From Books, New President Found Voice

Barack Obama (pic right) arrived in Bozeman, Mont., for a campaign rally in May 2008 carrying Fareed Zakaria’s “The Post-American World.”

By MICHIKO KAKUTANI writing in The New York Times, January 18, 2009

WASHINGTON — In college, as he was getting involved in protests against the apartheid government in South Africa, Barack Obama noticed, he has written, “that people had begun to listen to my opinions.” Words, the young Mr. Obama realized, had the power “to transform”: “with the right words everything could change -— South Africa, the lives of ghetto kids just a few miles away, my own tenuous place in the world.”
A Reading List That Shaped a President
Some of President-elect Barack Obama’s favored reading matter as mentioned in this article:
· The Bible
· “Parting the Waters,” Taylor Branch
· “Self-Reliance,” Ralph Waldo Emerson
· Gandhi’s autobiography
· “Team of Rivals,” Doris Kearns Goodwin
· “The Golden Notebook,” Doris Lessing
· Lincoln’s collected writings
· “Moby-Dick,” Herman Melville
· “Song of Solomon,” Toni Morrison
· Works of Reinhold Niebuhr
· “Gilead,” Marilynne Robinson
· Shakespeare’s tragedies

Much has been made of Mr. Obama’s eloquence — his ability to use words in his speeches to persuade and uplift and inspire. But his appreciation of the magic of language and his ardent love of reading have not only endowed him with a rare ability to communicate his ideas to millions of Americans while contextualizing complex ideas about race and religion, they have also shaped his sense of who he is and his apprehension of the world.

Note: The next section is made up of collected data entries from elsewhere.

//! Transfer buffers for cross-boundary payload handoff.
//!
//! A [`TransferBuffer`] describes one request or response payload on its way
//! between the native dispatcher and a script-execution context. Ownership
//! moves exactly once per leg of the journey: the sender calls
//! [`TransferBuffer::handoff`] and loses access (enforced by move
//! semantics), the receiver reads through the resulting [`BufferHandle`]
//! and finally returns the memory with [`BufferPool::release`].
//!
//! Buffers are recycled from per-size-class free lists so the hot path does
//! not allocate. A request larger than the biggest pooled class falls back
//! to a one-off allocation, tagged so `release` frees it instead of
//! recycling it.

use fastbridge_common::{BridgeError, Result};
use serde::{Deserialize, Serialize};
use std::sync::Mutex;

/// Pooled buffer size classes, smallest first.
const SIZE_CLASSES: [usize; 3] = [4 * 1024, 64 * 1024, 1024 * 1024];

/// Maximum recycled buffers kept per size class.
const MAX_POOLED_PER_CLASS: usize = 32;

/// Payload encoding carried alongside the bytes.
///
/// A buffer has exactly one encoding for its whole lifetime; producer and
/// consumer never disagree on layout because the tag travels with the
/// handle.
#[derive(Clone, Copy, Debug, PartialEq, Eq, Serialize, Deserialize)]
pub enum Encoding {
    /// Structured value, serialized as JSON.
    Json,
    /// Opaque bytes, passed through untouched.
    Bytes,
}

/// A writable payload region reserved from a [`BufferPool`].
///
/// Not `Clone`: there is exactly one owner at any time. The write side
/// fills it and then hands it off; after [`handoff`](Self::handoff) the
/// sender cannot touch the memory again.
#[derive(Debug)]
pub struct TransferBuffer {
    data: Vec<u8>,
    len: usize,
    encoding: Encoding,
    /// Index into `SIZE_CLASSES`, or `None` for a one-off allocation.
    class: Option<usize>,
}

impl TransferBuffer {
    /// Bytes written so far.
    pub fn len(&self) -> usize {
        self.len
    }

    pub fn is_empty(&self) -> bool {
        self.len == 0
    }

    /// Reserved capacity for this buffer.
    pub fn reserved(&self) -> usize {
        self.data.len()
    }

    pub fn encoding(&self) -> Encoding {
        self.encoding
    }

    /// Copies `payload` into the reserved region.
    ///
    /// Fails with [`BridgeError::CapacityExceeded`] if the payload does not
    /// fit; the buffer is left unmodified in that case.
    pub fn write(&mut self, payload: &[u8]) -> Result<()> {
        if payload.len() > self.data.len() {
            return Err(BridgeError::CapacityExceeded {
                needed: payload.len(),
                reserved: self.data.len(),
            });
        }
        self.data[..payload.len()].copy_from_slice(payload);
        self.len = payload.len();
        Ok(())
    }

    /// Transfers ownership to the receiving side.
    ///
    /// Consumes the buffer; the returned handle is read-only. This is the
    /// only way a payload crosses the dispatcher/context boundary.
    pub fn handoff(self) -> BufferHandle {
        BufferHandle { inner: self }
    }
}

/// The read-only, handed-off form of a [`TransferBuffer`].
///
/// Held by exactly one receiver; consumed by [`BufferPool::release`] (or
/// [`into_vec`](Self::into_vec) when the bytes must outlive the pool).
#[derive(Debug)]
pub struct BufferHandle {
    inner: TransferBuffer,
}

impl BufferHandle {
    /// The payload bytes.
    pub fn as_slice(&self) -> &[u8] {
        &self.inner.data[..self.inner.len]
    }

    pub fn len(&self) -> usize {
        self.inner.len
    }

    pub fn is_empty(&self) -> bool {
        self.inner.len == 0
    }

    pub fn encoding(&self) -> Encoding {
        self.inner.encoding
    }

    /// Copies the payload out, releasing the backing memory to `pool`.
    pub fn into_vec(self, pool: &BufferPool) -> Vec<u8> {
        let bytes = self.as_slice().to_vec();
        pool.release(self);
        bytes
    }
}

/// Shared free-list pool of transfer buffers.
///
/// The free lists are the only structure the dispatcher threads mutate
/// concurrently; each list is behind its own mutex so no buffer can be
/// handed to two callers at once.
pub struct BufferPool {
    classes: [Mutex<Vec<Vec<u8>>>; SIZE_CLASSES.len()],
}

impl BufferPool {
    pub fn new() -> Self {
        Self {
            classes: [
                Mutex::new(Vec::new()),
                Mutex::new(Vec::new()),
                Mutex::new(Vec::new()),
            ],
        }
    }

    /// Largest size served from the free lists.
    pub fn max_pooled_size() -> usize {
        SIZE_CLASSES[SIZE_CLASSES.len() - 1]
    }

    /// Reserves a buffer with room for at least `size` bytes.
    ///
    /// Recycles from the smallest fitting size class when possible; a
    /// request beyond the largest class gets a one-off allocation that will
    /// be freed, not recycled, on release.
    pub fn acquire(&self, size: usize, encoding: Encoding) -> TransferBuffer {
        match SIZE_CLASSES.iter().position(|&cap| size <= cap) {
            Some(class) => {
                let recycled = self.classes[class]
                    .lock()
                    .expect("buffer free list poisoned")
                    .pop();
                let data = recycled.unwrap_or_else(|| vec![0; SIZE_CLASSES[class]]);
                TransferBuffer {
                    data,
                    len: 0,
                    encoding,
                    class: Some(class),
                }
            }
            None => TransferBuffer {
                data: vec![0; size],
                len: 0,
                encoding,
                class: None,
            },
        }
    }

    /// Returns a consumed handle's memory to the pool.
    ///
    /// Pooled buffers go back on their free list (up to a per-class cap);
    /// one-off allocations are simply dropped.
    pub fn release(&self, handle: BufferHandle) {
        let buf = handle.inner;
        let Some(class) = buf.class else {
            return;
        };
        let mut list = self.classes[class]
            .lock()
            .expect("buffer free list poisoned");
        if list.len() < MAX_POOLED_PER_CLASS && buf.data.len() == SIZE_CLASSES[class] {
            list.push(buf.data);
        }
    }

    /// Number of buffers currently sitting on the free lists.
    pub fn recycled_count(&self) -> usize {
        self.classes
            .iter()
            .map(|c| c.lock().expect("buffer free list poisoned").len())
            .sum()
    }
}

impl Default for BufferPool {
    fn default() -> Self {
        Self::new()
    }
}

#[cfg(test)]
mod tests {
    use super::*;

    #[test]
    fn test_acquire_picks_smallest_fitting_class() {
        let pool = BufferPool::new();
        assert_eq!(pool.acquire(100, Encoding::Bytes).reserved(), 4 * 1024);
        assert_eq!(pool.acquire(4096, Encoding::Bytes).reserved(), 4 * 1024);
        assert_eq!(pool.acquire(4097, Encoding::Bytes).reserved(), 64 * 1024);
        assert_eq!(
            pool.acquire(1024 * 1024, Encoding::Bytes).reserved(),
            1024 * 1024
        );
    }

    #[test]
    fn test_oversize_acquire_is_one_off() {
        let pool = BufferPool::new();
        let size = BufferPool::max_pooled_size() + 1;
        let buf = pool.acquire(size, Encoding::Bytes);
        assert_eq!(buf.reserved(), size);
        assert!(buf.class.is_none());

        pool.release(buf.handoff());
        // one-off allocations are freed, never recycled
        assert_eq!(pool.recycled_count(), 0);
    }

    #[test]
    fn test_write_rejects_overflow() {
        let pool = BufferPool::new();
        let mut buf = pool.acquire(16, Encoding::Bytes);
        let reserved = buf.reserved();
        let too_big = vec![0u8; reserved + 1];

        let err = buf.write(&too_big).unwrap_err();
        match err {
            BridgeError::CapacityExceeded { needed, reserved: r } => {
                assert_eq!(needed, reserved + 1);
                assert_eq!(r, reserved);
            }
            other => panic!("expected CapacityExceeded, got {other}"),
        }
        // failed write leaves the buffer empty
        assert_eq!(buf.len(), 0);
    }

    #[test]
    fn test_round_trip_preserves_payload() {
        let pool = BufferPool::new();
        // 0 bytes, each class boundary, and one over the largest class
        let mut sizes = vec![0usize, 1];
        sizes.extend(SIZE_CLASSES);
        sizes.push(BufferPool::max_pooled_size() + 1);

        for size in sizes {
            let payload: Vec<u8> = (0..size).map(|i| (i % 251) as u8).collect();
            let mut buf = pool.acquire(size, Encoding::Bytes);
            buf.write(&payload).unwrap();

            let handle = buf.handoff();
            assert_eq!(handle.as_slice(), payload.as_slice(), "size {size}");
            pool.release(handle);
        }
    }

    #[test]
    fn test_release_recycles_for_reuse() {
        let pool = BufferPool::new();
        let buf = pool.acquire(64, Encoding::Bytes);
        pool.release(buf.handoff());
        assert_eq!(pool.recycled_count(), 1);

        let _again = pool.acquire(64, Encoding::Bytes);
        assert_eq!(pool.recycled_count(), 0);
    }

    #[test]
    fn test_recycle_cap_per_class() {
        let pool = BufferPool::new();
        let handles: Vec<_> = (0..MAX_POOLED_PER_CLASS + 5)
            .map(|_| pool.acquire(8, Encoding::Bytes).handoff())
            .collect();
        for handle in handles {
            pool.release(handle);
        }
        assert_eq!(pool.recycled_count(), MAX_POOLED_PER_CLASS);
    }

    #[test]
    fn test_encoding_travels_with_handle() {
        let pool = BufferPool::new();
        let mut buf = pool.acquire(8, Encoding::Json);
        buf.write(b"{}").unwrap();
        let handle = buf.handoff();
        assert_eq!(handle.encoding(), Encoding::Json);
    }

    #[test]
    fn test_concurrent_acquire_release_single_owner() {
        use std::sync::Arc;

        let pool = Arc::new(BufferPool::new());
        let mut threads = Vec::new();
        for t in 0..8 {
            let pool = Arc::clone(&pool);
            threads.push(std::thread::spawn(move || {
                for i in 0..200 {
                    let payload = vec![t as u8; (i % 64) + 1];
                    let mut buf = pool.acquire(payload.len(), Encoding::Bytes);
                    buf.write(&payload).unwrap();
                    let handle = buf.handoff();
                    // every byte must still be ours; a buffer shared by two
                    // owners would show someone else's fill pattern
                    assert!(handle.as_slice().iter().all(|&b| b == t as u8));
                    pool.release(handle);
                }
            }));
        }
        for thread in threads {
            thread.join().unwrap();
        }
    }
}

Mr. Obama’s first book, “Dreams From My Father” (which surely stands as the most evocative, lyrical and candid autobiography written by a future president), suggests that throughout his life he has turned to books as a way of acquiring insights and information from others — as a means of breaking out of the bubble of self-hood and, more recently, the bubble of power and fame. He recalls that he read James Baldwin, Ralph Ellison, Langston Hughes, Richard Wright and W. E. B. Du Bois when he was an adolescent in an effort to come to terms with his racial identity and that later, during an ascetic phase in college, he immersed himself in the works of thinkers like Nietzsche and St. Augustine in a spiritual-intellectual search to figure out what he truly believed.